Meu Tenente-Coronel : Meu Camarada de Armas : Meu Bom Amigo :
Disse no princípio desta minha intervenção que todos lhe devemos estar gratos. Reitero-o agora: com veemência. É necessário obviar a que a História se refaça em moldes de inverdade. Este seu trabalho contribui decisivamente para obviar a isso. E, nessa exacta medida, tem de dar-se por assente, por iniludívelmente assente, que o havê-lo dado à estampa representou mais um seu relevantíssimo contributo ao nosso Portugal de sempre.
Meu General :
Vou terminar esta minha intervenção. Mas não ficaria de bem com a minha consciência de Português – também especialmente de Militar Português, que jamais deixei de o ser – se me não dirigisse agora a V. Exa.: atenta a sua subida posição na escala hierárquica das nossas Forças Armadas. Faço-o, meu General, com o imenso respeito que tenho pela Hierarquia Militar – pela minha Hierarquia Militar. Mas faço-o ainda com a postura frontal que deve ser própria também de um Oficial de Cavalaria, apesar de eu ser um mais do que modesto Oficial de Cavalaria. Com essa atitude refiro-lhe o seguinte: Portugal está em risco, talvez agora como nunca esteve. Essencialmente porque está nas mãos de um poder político perfeitamente balcanizado, lugubremente balcanizado, mas, apesar de tudo, ou até talvez por isso, ligado a poderosos interesses profundamente anti portugueses. Esta é, meu General, uma realidade palpável. Ora, se é certo que as Forças Armadas num Estado de Direito – e uso esta expressão sem outra mais adjectivação por desnecessária, na medida em que um Estado ou é um Estado de Direito ou não é um Estado de Direito –, ora, dizia, se é certo que as Forças Armadas num Estado de Direito têm de subordinar-se ao Poder Político, certo é também que esse dever seu é apenas e tão só um mero dever funcional e não mais do que isso e tem de ceder, devendo ceder, quando esse mesmo Poder Político actue em colisão com os verdadeiros Interesses Nacionais, de entre os quais assume especial relevância a Independência Nacional. É indiscutível dever das Forças Armadas de Portugal o de dar todo o seu empenho à preservação desse estatuto, atacando o inimigo onde ele estiver, posicione-se este onde se posicionar, mesmo que a nível interno.

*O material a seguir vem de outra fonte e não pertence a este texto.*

use crate::models::{
    CareAccess, ChronicCondition, FamilyRisks, HealthProfile, Housing, Overcrowding,
    RiskAssessment, RiskLevel, SocialParticipation, SupportNetwork,
};

pub const SOCIAL_HIGH_THRESHOLD: u32 = 10;
pub const SOCIAL_MEDIUM_THRESHOLD: u32 = 6;
pub const SANITARY_HIGH_THRESHOLD: u32 = 8;
pub const SANITARY_MEDIUM_THRESHOLD: u32 = 4;

// Categories without a weight (Crítico overcrowding, Media participation,
// Muy difícil access, anything unlisted) contribute zero.
pub fn overcrowding_weight(value: Overcrowding) -> u32 {
    match value {
        Overcrowding::High => 3,
        Overcrowding::Medium => 2,
        Overcrowding::Low => 1,
        Overcrowding::Critical | Overcrowding::Unlisted => 0,
    }
}

pub fn support_network_weight(value: SupportNetwork) -> u32 {
    match value {
        SupportNetwork::Weak => 3,
        SupportNetwork::Regular => 2,
        SupportNetwork::Strong => 1,
        SupportNetwork::Unlisted => 0,
    }
}

pub fn participation_weight(value: SocialParticipation) -> u32 {
    match value {
        SocialParticipation::Null => 3,
        SocialParticipation::Low => 2,
        SocialParticipation::High => 1,
        SocialParticipation::Medium | SocialParticipation::Unlisted => 0,
    }
}

pub fn care_access_weight(value: CareAccess) -> u32 {
    match value {
        CareAccess::Difficult => 3,
        CareAccess::Regular => 2,
        CareAccess::Easy => 1,
        CareAccess::VeryDifficult | CareAccess::Unlisted => 0,
    }
}

pub fn chronic_condition_weight(condition: ChronicCondition) -> u32 {
    match condition {
        ChronicCondition::CardiacDisease => 3,
        ChronicCondition::Diabetes
        | ChronicCondition::Hypertension
        | ChronicCondition::PulmonaryDisease => 2,
        ChronicCondition::Obesity => 1,
        _ => 0,
    }
}

pub fn classify(score: u32, high: u32, medium: u32) -> RiskLevel {
    if score >= high {
        RiskLevel::High
    } else if score >= medium {
        RiskLevel::Medium
    } else {
        RiskLevel::Low
    }
}

pub fn social_risk(housing: &Housing) -> RiskAssessment {
    let score = overcrowding_weight(housing.overcrowding)
        + support_network_weight(housing.support_network)
        + participation_weight(housing.social_participation)
        + care_access_weight(housing.care_access);

    RiskAssessment {
        level: classify(score, SOCIAL_HIGH_THRESHOLD, SOCIAL_MEDIUM_THRESHOLD),
        score,
    }
}

pub fn sanitary_risk(health: &HealthProfile) -> RiskAssessment {
    let mut score: u32 = health
        .chronic_conditions
        .iter()
        .map(|condition| chronic_condition_weight(*condition))
        .sum();

    if health.adolescent_pregnancy {
        score += 2;
    }
    if health.domestic_violence {
        score += 3;
    }
    if health.substance_use {
        score += 3;
    }
    if health.unemployment {
        score += 1;
    }

    RiskAssessment {
        level: classify(score, SANITARY_HIGH_THRESHOLD, SANITARY_MEDIUM_THRESHOLD),
        score,
    }
}

const UNSCORED: RiskAssessment = RiskAssessment {
    level: RiskLevel::Low,
    score: 0,
};

/// Rebuilds the risks of a stored family that lacks them. A missing section
/// scores zero.
pub fn assess_stored(housing: Option<&Housing>, health: Option<&HealthProfile>) -> FamilyRisks {
    FamilyRisks {
        social: housing.map_or(UNSCORED, social_risk),
        sanitary: health.map_or(UNSCORED, sanitary_risk),
    }
}

#[cfg(test)]
mod tests {
    use super::*;
    use std::collections::BTreeSet;

    fn housing(
        overcrowding: Overcrowding,
        support_network: SupportNetwork,
        social_participation: SocialParticipation,
        care_access: CareAccess,
    ) -> Housing {
        Housing {
            kind: "Casa".to_string(),
            overcrowding,
            support_network,
            social_participation,
            care_access,
        }
    }

    #[test]
    fn worst_housing_scores_high() {
        let risk = social_risk(&housing(
            Overcrowding::High,
            SupportNetwork::Weak,
            SocialParticipation::Null,
            CareAccess::Difficult,
        ));
        assert_eq!(risk.score, 12);
        assert_eq!(risk.level, RiskLevel::High);
    }

    #[test]
    fn best_housing_scores_low() {
        let risk = social_risk(&housing(
            Overcrowding::Low,
            SupportNetwork::Strong,
            SocialParticipation::High,
            CareAccess::Easy,
        ));
        assert_eq!(risk.score, 4);
        assert_eq!(risk.level, RiskLevel::Low);
    }

    #[test]
    fn unscored_categories_add_nothing() {
        let risk = social_risk(&housing(
            Overcrowding::Critical,
            SupportNetwork::Regular,
            SocialParticipation::Medium,
            CareAccess::VeryDifficult,
        ));
        assert_eq!(risk.score, 2);
        assert_eq!(risk.level, RiskLevel::Low);
    }

    #[test]
    fn social_thresholds_are_inclusive() {
        assert_eq!(classify(10, 10, 6), RiskLevel::High);
        assert_eq!(classify(9, 10, 6), RiskLevel::Medium);
        assert_eq!(classify(6, 10, 6), RiskLevel::Medium);
        assert_eq!(classify(5, 10, 6), RiskLevel::Low);
    }

    #[test]
    fn sanitary_score_sums_conditions_and_flags() {
        let health = HealthProfile {
            chronic_conditions: BTreeSet::from([
                ChronicCondition::Diabetes,
                ChronicCondition::Hypertension,
                ChronicCondition::Arthritis,
            ]),
            domestic_violence: true,
            ..HealthProfile::default()
        };

        let risk = sanitary_risk(&health);
        assert_eq!(risk.score, 7);
        assert_eq!(risk.level, RiskLevel::Medium);
    }

    #[test]
    fn sanitary_flags_alone_can_reach_high() {
        let health = HealthProfile {
            adolescent_pregnancy: true,
            domestic_violence: true,
            substance_use: true,
            unemployment: true,
            ..HealthProfile::default()
        };

        let risk = sanitary_risk(&health);
        assert_eq!(risk.score, 9);
        assert_eq!(risk.level, RiskLevel::High);
    }

    #[test]
    fn stored_family_without_health_scores_social_only() {
        let worst = housing(
            Overcrowding::High,
            SupportNetwork::Weak,
            SocialParticipation::Null,
            CareAccess::Difficult,
        );
        let risks = assess_stored(Some(&worst), None);
        assert_eq!(risks.social.score, 12);
        assert_eq!(risks.sanitary, UNSCORED);
    }

    #[test]
    fn empty_health_profile_is_low() {
        let risk = sanitary_risk(&HealthProfile::default());
        assert_eq!(risk.score, 0);
        assert_eq!(risk.level, RiskLevel::Low);
    }
}

#[cfg(test)]
mod proptest_tests {
    use super::*;
    use proptest::prelude::*;

    fn overcrowding_strategy() -> impl Strategy<Value = Overcrowding> {
        prop_oneof![
            Just(Overcrowding::Low),
            Just(Overcrowding::Medium),
            Just(Overcrowding::High),
            Just(Overcrowding::Critical),
            Just(Overcrowding::Unlisted),
        ]
    }

    fn support_network_strategy() -> impl Strategy<Value = SupportNetwork> {
        prop_oneof![
            Just(SupportNetwork::Weak),
            Just(SupportNetwork::Regular),
            Just(SupportNetwork::Strong),
            Just(SupportNetwork::Unlisted),
        ]
    }

    fn participation_strategy() -> impl Strategy<Value = SocialParticipation> {
        prop_oneof![
            Just(SocialParticipation::Null),
            Just(SocialParticipation::Low),
            Just(SocialParticipation::Medium),
            Just(SocialParticipation::High),
            Just(SocialParticipation::Unlisted),
        ]
    }

    fn care_access_strategy() -> impl Strategy<Value = CareAccess> {
        prop_oneof![
            Just(CareAccess::Easy),
            Just(CareAccess::Regular),
            Just(CareAccess::Difficult),
            Just(CareAccess::VeryDifficult),
            Just(CareAccess::Unlisted),
        ]
    }

    fn chronic_condition_strategy() -> impl Strategy<Value = ChronicCondition> {
        prop_oneof![
            Just(ChronicCondition::Diabetes),
            Just(ChronicCondition::Hypertension),
            Just(ChronicCondition::Obesity),
            Just(ChronicCondition::PulmonaryDisease),
            Just(ChronicCondition::CardiacDisease),
            Just(ChronicCondition::Arthritis),
            Just(ChronicCondition::Depression),
            Just(ChronicCondition::NoCondition),
            Just(ChronicCondition::Unlisted),
        ]
    }

    proptest! {
        /// Social score stays within 0..=12 and its level matches the thresholds
        #[test]
        fn social_level_matches_score(
            overcrowding in overcrowding_strategy(),
            support_network in support_network_strategy(),
            social_participation in participation_strategy(),
            care_access in care_access_strategy(),
        ) {
            let risk = social_risk(&Housing {
                kind: "Casa".to_string(),
                overcrowding,
                support_network,
                social_participation,
                care_access,
            });

            prop_assert!(risk.score <= 12);
            let expected = if risk.score >= 10 {
                RiskLevel::High
            } else if risk.score >= 6 {
                RiskLevel::Medium
            } else {
                RiskLevel::Low
            };
            prop_assert_eq!(risk.level, expected);
        }

        /// Sanitary level matches the thresholds for any condition set and flags
        #[test]
        fn sanitary_level_matches_score(
            conditions in proptest::collection::btree_set(chronic_condition_strategy(), 0..6),
            flags in proptest::array::uniform4(any::<bool>()),
        ) {
            let risk = sanitary_risk(&HealthProfile {
                chronic_conditions: conditions,
                adolescent_pregnancy: flags[0],
                domestic_violence: flags[1],
                substance_use: flags[2],
                unemployment: flags[3],
                ..HealthProfile::default()
            });

            let expected = if risk.score >= 8 {
                RiskLevel::High
            } else if risk.score >= 4 {
                RiskLevel::Medium
            } else {
                RiskLevel::Low
            };
            prop_assert_eq!(risk.level, expected);
        }
    }
}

E isto é assim, meu General, porque todos nós, os Camaradas que estão no activo, naturalmente também os que já não estão no activo, jurámos um dia assegurar através de tudo a defesa de Portugal. E se para a assegurar for necessário afrontar um poder político cada vez mais sem legitimidade alguma, pois afronte-se esse mesmo poder político. Acima dele está Portugal.
Miguel de Lucena e Leme Côrte-Real
Advogado Tenente Miliciano de Cavalaria [disponibilidade]
Porto, 9 de Dezembro de 2009.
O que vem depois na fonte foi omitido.